MATERIAL SUPPLIED:
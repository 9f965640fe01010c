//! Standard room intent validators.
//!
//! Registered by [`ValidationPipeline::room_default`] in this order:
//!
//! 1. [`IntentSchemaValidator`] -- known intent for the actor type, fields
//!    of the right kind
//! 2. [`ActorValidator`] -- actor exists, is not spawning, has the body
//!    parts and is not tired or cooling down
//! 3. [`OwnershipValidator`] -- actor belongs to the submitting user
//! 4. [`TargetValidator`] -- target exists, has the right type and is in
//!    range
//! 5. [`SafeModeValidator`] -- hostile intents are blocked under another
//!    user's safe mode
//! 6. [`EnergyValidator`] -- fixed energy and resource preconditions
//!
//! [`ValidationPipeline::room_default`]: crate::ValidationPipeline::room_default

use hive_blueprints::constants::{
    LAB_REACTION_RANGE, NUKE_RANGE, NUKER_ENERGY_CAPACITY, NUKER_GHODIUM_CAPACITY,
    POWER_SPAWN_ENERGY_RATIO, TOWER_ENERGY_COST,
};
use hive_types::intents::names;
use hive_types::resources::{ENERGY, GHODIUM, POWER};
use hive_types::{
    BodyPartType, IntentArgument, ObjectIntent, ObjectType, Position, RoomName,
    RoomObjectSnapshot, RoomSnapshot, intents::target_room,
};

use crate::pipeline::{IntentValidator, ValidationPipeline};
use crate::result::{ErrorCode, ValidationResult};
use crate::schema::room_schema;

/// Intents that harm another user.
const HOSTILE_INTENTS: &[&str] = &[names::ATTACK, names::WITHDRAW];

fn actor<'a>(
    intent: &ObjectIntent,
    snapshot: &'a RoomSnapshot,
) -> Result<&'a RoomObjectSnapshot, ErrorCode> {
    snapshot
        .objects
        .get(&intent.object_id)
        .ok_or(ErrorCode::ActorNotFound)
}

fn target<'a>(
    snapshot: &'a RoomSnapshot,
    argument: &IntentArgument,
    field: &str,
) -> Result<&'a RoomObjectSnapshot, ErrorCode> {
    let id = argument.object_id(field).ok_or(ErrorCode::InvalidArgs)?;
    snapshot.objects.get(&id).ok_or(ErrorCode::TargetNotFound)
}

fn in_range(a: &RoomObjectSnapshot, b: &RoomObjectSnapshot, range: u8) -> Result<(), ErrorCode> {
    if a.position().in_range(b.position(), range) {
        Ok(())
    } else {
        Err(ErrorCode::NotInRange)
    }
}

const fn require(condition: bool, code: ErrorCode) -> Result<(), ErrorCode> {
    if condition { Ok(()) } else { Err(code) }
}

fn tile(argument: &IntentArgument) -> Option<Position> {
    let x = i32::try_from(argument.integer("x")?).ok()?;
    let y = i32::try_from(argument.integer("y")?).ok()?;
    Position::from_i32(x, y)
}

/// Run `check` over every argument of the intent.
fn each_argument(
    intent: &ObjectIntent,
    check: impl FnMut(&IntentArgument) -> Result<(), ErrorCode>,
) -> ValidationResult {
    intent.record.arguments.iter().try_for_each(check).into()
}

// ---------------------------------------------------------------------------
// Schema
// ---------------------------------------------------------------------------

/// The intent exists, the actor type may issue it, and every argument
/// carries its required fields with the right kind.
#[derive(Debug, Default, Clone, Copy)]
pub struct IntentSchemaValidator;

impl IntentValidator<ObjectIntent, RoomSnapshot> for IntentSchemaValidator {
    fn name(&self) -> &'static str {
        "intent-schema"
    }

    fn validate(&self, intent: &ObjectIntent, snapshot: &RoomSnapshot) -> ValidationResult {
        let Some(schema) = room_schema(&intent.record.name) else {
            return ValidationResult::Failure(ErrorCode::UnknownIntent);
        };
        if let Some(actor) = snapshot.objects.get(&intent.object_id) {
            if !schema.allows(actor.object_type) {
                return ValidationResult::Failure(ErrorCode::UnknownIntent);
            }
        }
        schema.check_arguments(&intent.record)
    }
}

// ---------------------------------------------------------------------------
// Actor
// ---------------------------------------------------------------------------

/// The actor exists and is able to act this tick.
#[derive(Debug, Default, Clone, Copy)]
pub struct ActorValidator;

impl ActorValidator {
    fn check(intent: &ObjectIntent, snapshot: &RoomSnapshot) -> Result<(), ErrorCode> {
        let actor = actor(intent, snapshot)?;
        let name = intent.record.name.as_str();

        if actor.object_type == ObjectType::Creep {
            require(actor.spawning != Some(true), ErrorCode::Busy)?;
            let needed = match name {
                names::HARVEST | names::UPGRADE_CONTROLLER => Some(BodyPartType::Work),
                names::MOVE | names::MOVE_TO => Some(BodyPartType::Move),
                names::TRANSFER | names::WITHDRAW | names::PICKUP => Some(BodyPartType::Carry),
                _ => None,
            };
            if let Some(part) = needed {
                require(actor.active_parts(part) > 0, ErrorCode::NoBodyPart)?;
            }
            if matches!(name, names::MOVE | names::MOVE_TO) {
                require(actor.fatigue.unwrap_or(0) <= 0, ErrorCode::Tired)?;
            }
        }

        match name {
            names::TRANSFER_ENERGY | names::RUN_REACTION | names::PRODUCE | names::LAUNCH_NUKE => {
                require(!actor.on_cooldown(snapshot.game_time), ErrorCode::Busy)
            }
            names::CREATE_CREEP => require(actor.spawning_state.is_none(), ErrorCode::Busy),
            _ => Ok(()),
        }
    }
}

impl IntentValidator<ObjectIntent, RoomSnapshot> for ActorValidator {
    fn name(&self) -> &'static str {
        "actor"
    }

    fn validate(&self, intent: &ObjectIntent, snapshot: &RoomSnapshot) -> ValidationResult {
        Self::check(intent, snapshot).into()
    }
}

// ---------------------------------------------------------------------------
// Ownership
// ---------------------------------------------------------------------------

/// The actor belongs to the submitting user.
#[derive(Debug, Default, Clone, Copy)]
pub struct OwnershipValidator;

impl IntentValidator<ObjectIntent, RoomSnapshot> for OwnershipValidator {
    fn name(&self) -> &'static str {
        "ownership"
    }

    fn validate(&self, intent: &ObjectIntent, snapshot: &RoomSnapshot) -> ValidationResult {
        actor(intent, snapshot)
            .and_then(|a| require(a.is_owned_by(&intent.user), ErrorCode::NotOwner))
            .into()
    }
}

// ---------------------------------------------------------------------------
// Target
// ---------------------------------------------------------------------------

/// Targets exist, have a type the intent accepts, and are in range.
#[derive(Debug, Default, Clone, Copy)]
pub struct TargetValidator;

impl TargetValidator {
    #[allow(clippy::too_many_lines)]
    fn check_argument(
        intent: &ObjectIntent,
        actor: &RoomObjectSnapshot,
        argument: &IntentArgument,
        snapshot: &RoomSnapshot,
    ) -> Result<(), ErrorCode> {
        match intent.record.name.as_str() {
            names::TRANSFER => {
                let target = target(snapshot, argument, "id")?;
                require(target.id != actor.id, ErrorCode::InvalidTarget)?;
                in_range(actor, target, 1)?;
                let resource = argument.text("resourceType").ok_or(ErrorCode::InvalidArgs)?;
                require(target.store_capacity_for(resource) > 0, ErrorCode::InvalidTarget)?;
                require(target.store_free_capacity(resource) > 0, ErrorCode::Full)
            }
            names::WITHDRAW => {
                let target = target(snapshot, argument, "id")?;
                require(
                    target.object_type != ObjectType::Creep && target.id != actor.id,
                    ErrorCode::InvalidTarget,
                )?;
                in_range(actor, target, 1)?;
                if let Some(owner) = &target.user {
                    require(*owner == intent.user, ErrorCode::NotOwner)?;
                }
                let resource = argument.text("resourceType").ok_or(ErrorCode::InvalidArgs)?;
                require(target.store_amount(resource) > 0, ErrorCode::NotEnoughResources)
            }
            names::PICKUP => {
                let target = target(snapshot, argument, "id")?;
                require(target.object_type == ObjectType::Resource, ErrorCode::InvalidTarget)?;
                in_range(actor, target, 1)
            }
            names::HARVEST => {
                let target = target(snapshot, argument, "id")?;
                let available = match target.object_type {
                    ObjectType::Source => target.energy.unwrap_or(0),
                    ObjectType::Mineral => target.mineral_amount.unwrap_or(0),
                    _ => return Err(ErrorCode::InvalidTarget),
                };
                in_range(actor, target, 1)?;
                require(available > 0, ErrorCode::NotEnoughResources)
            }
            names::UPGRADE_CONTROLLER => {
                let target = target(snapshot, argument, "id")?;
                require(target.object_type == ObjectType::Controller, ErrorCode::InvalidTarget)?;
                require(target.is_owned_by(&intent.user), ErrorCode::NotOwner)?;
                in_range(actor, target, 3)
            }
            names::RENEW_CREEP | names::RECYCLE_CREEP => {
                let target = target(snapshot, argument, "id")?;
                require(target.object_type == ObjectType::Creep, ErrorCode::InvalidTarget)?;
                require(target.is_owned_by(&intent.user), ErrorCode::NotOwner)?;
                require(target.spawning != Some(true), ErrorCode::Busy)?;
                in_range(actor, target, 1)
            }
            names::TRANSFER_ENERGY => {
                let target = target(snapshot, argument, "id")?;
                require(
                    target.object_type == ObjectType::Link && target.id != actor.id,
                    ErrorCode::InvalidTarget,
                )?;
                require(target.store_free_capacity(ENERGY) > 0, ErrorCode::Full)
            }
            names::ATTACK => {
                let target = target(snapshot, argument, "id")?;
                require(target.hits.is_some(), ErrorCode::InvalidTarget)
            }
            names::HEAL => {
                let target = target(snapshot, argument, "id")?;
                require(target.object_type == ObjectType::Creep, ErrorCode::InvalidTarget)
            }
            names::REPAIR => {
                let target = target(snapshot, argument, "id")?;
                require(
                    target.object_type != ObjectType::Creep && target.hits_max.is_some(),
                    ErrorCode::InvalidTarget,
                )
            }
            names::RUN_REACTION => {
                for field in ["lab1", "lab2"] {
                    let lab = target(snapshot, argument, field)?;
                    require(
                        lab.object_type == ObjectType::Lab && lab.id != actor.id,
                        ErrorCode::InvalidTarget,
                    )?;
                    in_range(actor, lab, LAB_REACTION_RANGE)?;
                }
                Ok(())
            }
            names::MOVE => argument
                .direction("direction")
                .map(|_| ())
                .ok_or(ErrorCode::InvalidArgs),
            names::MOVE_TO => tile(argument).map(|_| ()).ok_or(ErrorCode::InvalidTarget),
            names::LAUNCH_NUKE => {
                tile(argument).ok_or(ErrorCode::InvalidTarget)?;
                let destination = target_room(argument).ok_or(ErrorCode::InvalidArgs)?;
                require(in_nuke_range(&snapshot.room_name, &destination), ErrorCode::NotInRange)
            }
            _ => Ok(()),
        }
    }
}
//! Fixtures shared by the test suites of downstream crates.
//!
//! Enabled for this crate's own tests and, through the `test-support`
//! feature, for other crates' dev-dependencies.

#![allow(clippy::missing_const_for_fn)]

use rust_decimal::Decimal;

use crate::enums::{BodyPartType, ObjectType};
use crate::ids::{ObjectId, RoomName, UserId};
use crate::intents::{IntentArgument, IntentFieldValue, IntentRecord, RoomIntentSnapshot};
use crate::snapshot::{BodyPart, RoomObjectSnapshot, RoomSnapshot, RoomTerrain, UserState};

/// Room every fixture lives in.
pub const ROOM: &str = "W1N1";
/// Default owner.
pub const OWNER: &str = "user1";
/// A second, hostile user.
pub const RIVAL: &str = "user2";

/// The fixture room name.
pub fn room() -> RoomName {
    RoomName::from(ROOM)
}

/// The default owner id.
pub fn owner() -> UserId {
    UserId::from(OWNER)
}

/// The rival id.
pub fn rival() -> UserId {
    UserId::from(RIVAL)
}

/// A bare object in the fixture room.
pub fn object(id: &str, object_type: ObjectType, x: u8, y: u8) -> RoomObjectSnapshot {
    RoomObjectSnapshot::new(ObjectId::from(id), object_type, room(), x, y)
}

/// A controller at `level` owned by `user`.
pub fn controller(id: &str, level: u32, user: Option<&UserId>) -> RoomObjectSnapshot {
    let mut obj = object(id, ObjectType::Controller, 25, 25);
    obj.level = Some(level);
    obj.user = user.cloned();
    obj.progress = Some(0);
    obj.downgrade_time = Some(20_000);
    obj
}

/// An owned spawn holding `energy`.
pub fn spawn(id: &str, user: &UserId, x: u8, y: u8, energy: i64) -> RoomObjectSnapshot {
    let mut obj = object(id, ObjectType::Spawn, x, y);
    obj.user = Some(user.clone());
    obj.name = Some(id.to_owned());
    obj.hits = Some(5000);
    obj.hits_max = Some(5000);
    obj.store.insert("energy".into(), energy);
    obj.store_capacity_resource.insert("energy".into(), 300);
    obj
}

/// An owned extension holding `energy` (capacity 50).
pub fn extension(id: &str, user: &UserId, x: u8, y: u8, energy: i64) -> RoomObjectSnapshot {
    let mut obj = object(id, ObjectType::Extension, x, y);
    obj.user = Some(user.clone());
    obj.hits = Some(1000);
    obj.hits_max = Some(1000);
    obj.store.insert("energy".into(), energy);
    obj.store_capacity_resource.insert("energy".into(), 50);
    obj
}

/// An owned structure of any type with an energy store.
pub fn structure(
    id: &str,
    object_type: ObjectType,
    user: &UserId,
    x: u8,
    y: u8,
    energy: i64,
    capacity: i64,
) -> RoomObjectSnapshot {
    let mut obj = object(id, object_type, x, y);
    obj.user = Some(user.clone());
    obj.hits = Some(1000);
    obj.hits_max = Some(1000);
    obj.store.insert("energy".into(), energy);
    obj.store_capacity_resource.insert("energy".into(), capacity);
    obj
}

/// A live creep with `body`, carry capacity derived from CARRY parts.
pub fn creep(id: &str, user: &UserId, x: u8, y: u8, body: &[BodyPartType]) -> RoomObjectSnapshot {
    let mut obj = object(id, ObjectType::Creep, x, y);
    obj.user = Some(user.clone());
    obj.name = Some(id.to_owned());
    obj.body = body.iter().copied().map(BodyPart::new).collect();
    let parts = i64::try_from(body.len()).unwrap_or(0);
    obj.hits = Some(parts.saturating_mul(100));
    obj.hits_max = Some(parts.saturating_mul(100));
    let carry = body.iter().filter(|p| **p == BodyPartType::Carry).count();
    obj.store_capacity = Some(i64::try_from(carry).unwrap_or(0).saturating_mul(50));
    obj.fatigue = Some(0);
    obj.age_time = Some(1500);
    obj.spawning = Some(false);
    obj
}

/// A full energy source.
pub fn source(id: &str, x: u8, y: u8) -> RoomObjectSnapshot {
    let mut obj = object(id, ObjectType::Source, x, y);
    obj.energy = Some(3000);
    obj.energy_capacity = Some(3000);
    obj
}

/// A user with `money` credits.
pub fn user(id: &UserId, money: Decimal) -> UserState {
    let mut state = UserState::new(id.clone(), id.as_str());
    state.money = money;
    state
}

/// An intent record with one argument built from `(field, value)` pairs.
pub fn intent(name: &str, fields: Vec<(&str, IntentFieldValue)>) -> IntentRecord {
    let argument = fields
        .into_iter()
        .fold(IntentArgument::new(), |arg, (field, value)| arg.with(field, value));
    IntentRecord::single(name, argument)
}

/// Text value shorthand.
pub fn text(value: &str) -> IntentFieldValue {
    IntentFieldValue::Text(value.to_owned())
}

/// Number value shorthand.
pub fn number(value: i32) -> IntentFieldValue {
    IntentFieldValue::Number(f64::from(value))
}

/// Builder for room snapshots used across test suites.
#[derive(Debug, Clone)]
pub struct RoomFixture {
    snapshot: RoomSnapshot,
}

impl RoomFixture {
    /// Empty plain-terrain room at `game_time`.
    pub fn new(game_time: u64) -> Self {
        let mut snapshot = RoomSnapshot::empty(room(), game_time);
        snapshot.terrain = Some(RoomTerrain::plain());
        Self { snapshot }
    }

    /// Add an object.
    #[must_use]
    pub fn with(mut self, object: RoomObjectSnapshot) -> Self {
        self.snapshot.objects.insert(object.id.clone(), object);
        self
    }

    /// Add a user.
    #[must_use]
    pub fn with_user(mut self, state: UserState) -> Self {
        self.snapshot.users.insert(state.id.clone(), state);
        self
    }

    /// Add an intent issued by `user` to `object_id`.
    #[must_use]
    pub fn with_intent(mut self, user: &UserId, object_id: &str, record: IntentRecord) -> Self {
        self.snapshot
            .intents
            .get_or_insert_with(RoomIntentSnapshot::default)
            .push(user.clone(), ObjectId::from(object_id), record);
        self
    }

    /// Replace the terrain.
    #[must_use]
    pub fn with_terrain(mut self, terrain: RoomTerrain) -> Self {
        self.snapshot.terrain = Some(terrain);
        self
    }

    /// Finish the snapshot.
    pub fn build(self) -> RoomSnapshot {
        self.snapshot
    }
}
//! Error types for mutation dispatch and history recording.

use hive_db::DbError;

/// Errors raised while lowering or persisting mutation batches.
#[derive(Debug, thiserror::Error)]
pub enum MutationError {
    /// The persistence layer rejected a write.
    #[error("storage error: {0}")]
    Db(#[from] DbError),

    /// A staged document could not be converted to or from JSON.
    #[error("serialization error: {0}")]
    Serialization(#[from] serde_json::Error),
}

EXERCISE INSTRUCTIONS:
Go line by line through the records and copy those that contain the word "ATTACK".

SOLUTION BELOW:
const HOSTILE_INTENTS: &[&str] = &[names::ATTACK, names::WITHDRAW];
            names::ATTACK => {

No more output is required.